Humane Society gets legal custody of chained dogs
Published 7:10 am Wednesday, January 18, 2006
By By MARY-ALLISON LANCASTER – Managing editor
A man charged with animal cruelty signed over custody of his animals to the Humane Society Friday morning during a deposition hearing. Acting on a tip, investigators investigated a home in East Brewton last week and found more than a dozen animals chained and roaming – unshielded from the elements - some with life-threatening injuries.
Humane Society cruelty investigator Renee Jones said Monday that Calvin Green, of East Brewton, is prohibited from having any further ownership of animals. Jones said that Humane Society has the right to inspect Green's home without prior notification to make certain he abides by the prohibition.

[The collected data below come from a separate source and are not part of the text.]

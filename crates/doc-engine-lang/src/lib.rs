#![warn(missing_docs)]
//! `doc-engine-lang` - language plugin contract for `doc-engine`.
//!
//! The editing engine never assumes a specific programming language. Everything
//! language-aware (per-line styling state, bracket balancing, comment tokens,
//! keyword completion, smart-indent predicates) is supplied through the
//! [`Language`] trait defined here.
//!
//! This crate intentionally stays lightweight and does **not** depend on any
//! parsing or highlighting system. Besides the trait it ships two concrete
//! implementations: [`PlainText`] (the engine default, everything disabled) and
//! [`BraceLanguage`], a data-driven implementation for brace-structured
//! languages that is good enough for hosts without a real syntax backend.

use std::ops::Range;

/// Identifier for a style class within a [`StyleRun`].
pub type StyleId = u8;

/// Unstyled text.
pub const STYLE_PLAIN: StyleId = 0;
/// Comment text (line or block).
pub const STYLE_COMMENT: StyleId = 1;
/// String or character literal.
pub const STYLE_STRING: StyleId = 2;
/// Language keyword.
pub const STYLE_KEYWORD: StyleId = 3;
/// Numeric literal.
pub const STYLE_NUMBER: StyleId = 4;

/// A run of consecutively styled characters within one line.
#[derive(Debug, Clone, Copy, PartialEq, Eq)]
pub struct StyleRun {
    /// Run length in characters.
    pub len: usize,
    /// Style class of the run.
    pub style: StyleId,
}

impl StyleRun {
    /// Create a new style run.
    pub fn new(len: usize, style: StyleId) -> Self {
        Self { len, style }
    }
}

/// Comment tokens for a given language.
#[derive(Debug, Clone, PartialEq, Eq, Default)]
pub struct CommentConfig {
    /// Line comment token (e.g. `//`, `#`).
    pub line: Option<String>,
    /// Block comment start token (e.g. `/*`).
    pub block_start: Option<String>,
    /// Block comment end token (e.g. `*/`).
    pub block_end: Option<String>,
}

impl CommentConfig {
    /// Create a config that supports only line comments.
    pub fn line(token: impl Into<String>) -> Self {
        Self {
            line: Some(token.into()),
            block_start: None,
            block_end: None,
        }
    }

    /// Create a config that supports both line and block comments.
    pub fn line_and_block(
        line: impl Into<String>,
        block_start: impl Into<String>,
        block_end: impl Into<String>,
    ) -> Self {
        Self {
            line: Some(line.into()),
            block_start: Some(block_start.into()),
            block_end: Some(block_end.into()),
        }
    }

    /// Returns `true` if a line comment token is configured.
    pub fn has_line(&self) -> bool {
        self.line.as_deref().is_some_and(|s| !s.is_empty())
    }

    /// Returns `true` if both block comment tokens are configured.
    pub fn has_block(&self) -> bool {
        self.block_start.as_deref().is_some_and(|s| !s.is_empty())
            && self.block_end.as_deref().is_some_and(|s| !s.is_empty())
    }
}

/// A named symbol range, produced by [`Language::named_ranges`].
///
/// Offsets are character offsets into the document text. Hosts use the tree
/// for "jump to symbol" style features; the engine treats it as opaque data
/// rebuilt lazily after edits settle.
#[derive(Debug, Clone, PartialEq, Eq)]
pub struct NamedRange {
    /// Symbol name (e.g. function name).
    pub name: String,
    /// Inclusive start character offset.
    pub start: usize,
    /// Exclusive end character offset.
    pub end: usize,
    /// Nested symbols.
    pub children: Vec<NamedRange>,
}

/// The language plugin contract consumed by the editing engine.
///
/// `state` values are opaque `u16` lexer states threaded from line to line by
/// the engine's line index; `0` is always a valid "top level" state.
pub trait Language {
    /// Human-readable language name.
    fn name(&self) -> &str;

    /// Lexer state at the very start of a document.
    fn initial_state(&self, _filename: &str) -> u16 {
        0
    }

    /// Style one logical line given the lexer state at its start.
    ///
    /// Returns the style runs covering `text` (runs must sum to the character
    /// length of `text`) and the lexer state at the start of the next line.
    fn style_line(&self, text: &str, state: u16) -> (Vec<StyleRun>, u16);

    /// Find the opening partner for the balance character at `close_offset`.
    ///
    /// `text` is the whole document, `window` limits the backward probe (both
    /// in character offsets). Returns the opener's character offset, or `None`
    /// when unbalanced within the window.
    fn balance(&self, text: &str, window: Range<usize>, close_offset: usize) -> Option<usize>;

    /// Returns `true` if `ch` participates in bracket balancing.
    fn is_balance_char(&self, ch: char) -> bool;

    /// Returns `true` if smart indent may fire for the character at `column`
    /// of `line` (e.g. `false` inside strings and comments).
    fn is_smart_indent_location(&self, line: &str, column: usize) -> bool;

    /// Returns `true` if `ch` is a closing character that triggers smart indent.
    fn is_smart_indent_close_char(&self, ch: char) -> bool;

    /// Comment tokens for this language.
    fn comment_config(&self) -> &CommentConfig;

    /// Comment out one line, or `None` when the language has no line comments.
    fn comment_line(&self, line: &str) -> Option<String> {
        let token = self.comment_config().line.as_deref()?;
        if token.is_empty() {
            return None;
        }
        Some(format!("{token}{line}"))
    }

    /// Strip one level of line comment, or `None` when the line is not commented.
    fn uncomment_line(&self, line: &str) -> Option<String> {
        let token = self.comment_config().line.as_deref()?;
        if token.is_empty() {
            return None;
        }
        let trimmed_start = line.len() - line.trim_start().len();
        let rest = &line[trimmed_start..];
        let stripped = rest.strip_prefix(token)?;
        Some(format!("{}{}", &line[..trimmed_start], stripped))
    }

    /// Keywords beginning with `prefix`, in completion order.
    fn keywords_beginning_with(&self, prefix: &str) -> Vec<String>;

    /// Build the symbol outline for the document text.
    fn named_ranges(&self, _text: &str) -> Vec<NamedRange> {
        Vec::new()
    }

    /// File names referenced by include/import directives in `text`, in
    /// document order. Rebuilt lazily together with the symbol outline.
    fn include_files(&self, _text: &str) -> Vec<String> {
        Vec::new()
    }

    /// Whether this language prefers soft-wrapped display (e.g. prose formats).
    fn softwrap(&self) -> bool {
        false
    }
}

/// The default language: no styling, no balancing, no keywords.
#[derive(Debug, Clone, Default)]
pub struct PlainText {
    comments: CommentConfig,
}

impl PlainText {
    /// Create a plain-text language.
    pub fn new() -> Self {
        Self::default()
    }
}

impl Language for PlainText {
    fn name(&self) -> &str {
        "Plain Text"
    }

    fn style_line(&self, text: &str, state: u16) -> (Vec<StyleRun>, u16) {
        let len = text.chars().count();
        if len == 0 {
            (Vec::new(), state)
        } else {
            (vec![StyleRun::new(len, STYLE_PLAIN)], state)
        }
    }

    fn balance(&self, _text: &str, _window: Range<usize>, _close_offset: usize) -> Option<usize> {
        None
    }

    fn is_balance_char(&self, _ch: char) -> bool {
        false
    }

    fn is_smart_indent_location(&self, _line: &str, _column: usize) -> bool {
        false
    }

    fn is_smart_indent_close_char(&self, _ch: char) -> bool {
        false
    }

    fn comment_config(&self) -> &CommentConfig {
        &self.comments
    }

    fn keywords_beginning_with(&self, _prefix: &str) -> Vec<String> {
        Vec::new()
    }
}

/// Lexer state flag: the line starts inside a block comment.
const STATE_IN_BLOCK_COMMENT: u16 = 1;

/// A data-driven language for brace-structured syntaxes.
///
/// Configured with a keyword list, comment tokens, and an optional set of
/// definition keywords used to build the symbol outline. Styling recognizes
/// line/block comments, string and character literals, keywords, and numbers;
/// block comments may span lines (tracked through the lexer state).
#[derive(Debug, Clone)]
pub struct BraceLanguage {
    name: String,
    /// Sorted keyword list.
    keywords: Vec<String>,
    /// Keywords that introduce a named definition (`fn`, `struct`, ...).
    definition_keywords: Vec<String>,
    comments: CommentConfig,
    /// Directive token that names an included file (`#include`, `import`).
    include_directive: Option<String>,
    soft_wrap: bool,
}

impl BraceLanguage {
    /// Create a new brace language.
    pub fn new(
        name: impl Into<String>,
        mut keywords: Vec<String>,
        definition_keywords: Vec<String>,
        comments: CommentConfig,
    ) -> Self {
        keywords.sort();
        Self {
            name: name.into(),
            keywords,
            definition_keywords,
            comments,
            include_directive: None,
            soft_wrap: false,
        }
    }

    /// A small C-like configuration, handy for tests and demos.
    pub fn c_like() -> Self {
        let keywords = [
            "break", "case", "char", "const", "continue", "default", "do", "double", "else",
            "enum", "float", "for", "if", "int", "long", "return", "short", "static", "struct",
            "switch", "typedef", "union", "unsigned", "void", "while",
        ];
        Self::new(
            "C",
            keywords.iter().map(|s| s.to_string()).collect(),
            vec!["struct".to_string(), "enum".to_string(), "union".to_string()],
            CommentConfig::line_and_block("//", "/*", "*/"),
        )
        .with_include_directive("#include")
    }

    /// Set whether this language prefers soft wrapping.
    pub fn with_softwrap(mut self, soft_wrap: bool) -> Self {
        self.soft_wrap = soft_wrap;
        self
    }

    /// Set the directive token whose argument names an included file.
    pub fn with_include_directive(mut self, directive: impl Into<String>) -> Self {
        self.include_directive = Some(directive.into());
        self
    }

    fn is_ident_start(ch: char) -> bool {
        ch == '_' || ch.is_alphabetic()
    }

    fn is_ident_continue(ch: char) -> bool {
        ch == '_' || ch.is_alphanumeric()
    }
}

/// Push `len` characters of `style` onto `runs`, merging with the last run.
fn push_run(runs: &mut Vec<StyleRun>, len: usize, style: StyleId) {
    if len == 0 {
        return;
    }
    if let Some(last) = runs.last_mut()
        && last.style == style
    {
        last.len += len;
        return;
    }
    runs.push(StyleRun::new(len, style));
}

Criminal misdemeanor charges have been nol prossed, but could be reinstated at a later date. Jones said that if the Humane Society finds Green has violated the ruling, they will prosecute to the fullest extent.
Last week, Humane Society investigators found 13 neglected animals at Green's unoccupied home, most of them were chained. A raccoon and a chicken were also seized from the home.
Jones said that it is illegal to keep any wild animal as a pet, or to fatten it up.
According to a statement from Jones last week, one of the dogs had been tethered with an orange electrical cord wrapped around its neck, while a female dog, who had given birth to a littler of puppies, had been chained in such a way that she couldn't lie down. All of the puppies have since died.
Now that the Humane Society has been given full custody, they are assessing the dogs and addressing their physical conditions. Some, she said, need further veterinary treatment. Several of the dogs are adoptable, but some have shown aggressive behavior and Humane Society workers are working to rehabilitate them.
“Chaining is the least desirable way to keep a pet,” Jones said. “That is not a life to be kept on a chain where your entire world is a circle of dirt.”
Vet bills have already reached about $500, and that price is likely to rise due to the severity of injuries several of the dogs have sustained. The Humane Society is a non-profit organization and relies heavily on donations. Anyone interested in donating specifically for the care of these dogs should send donations earmarked “vet care” to the Humane Society located at 2763 South Blvd., Brewton, Alabama, 36426.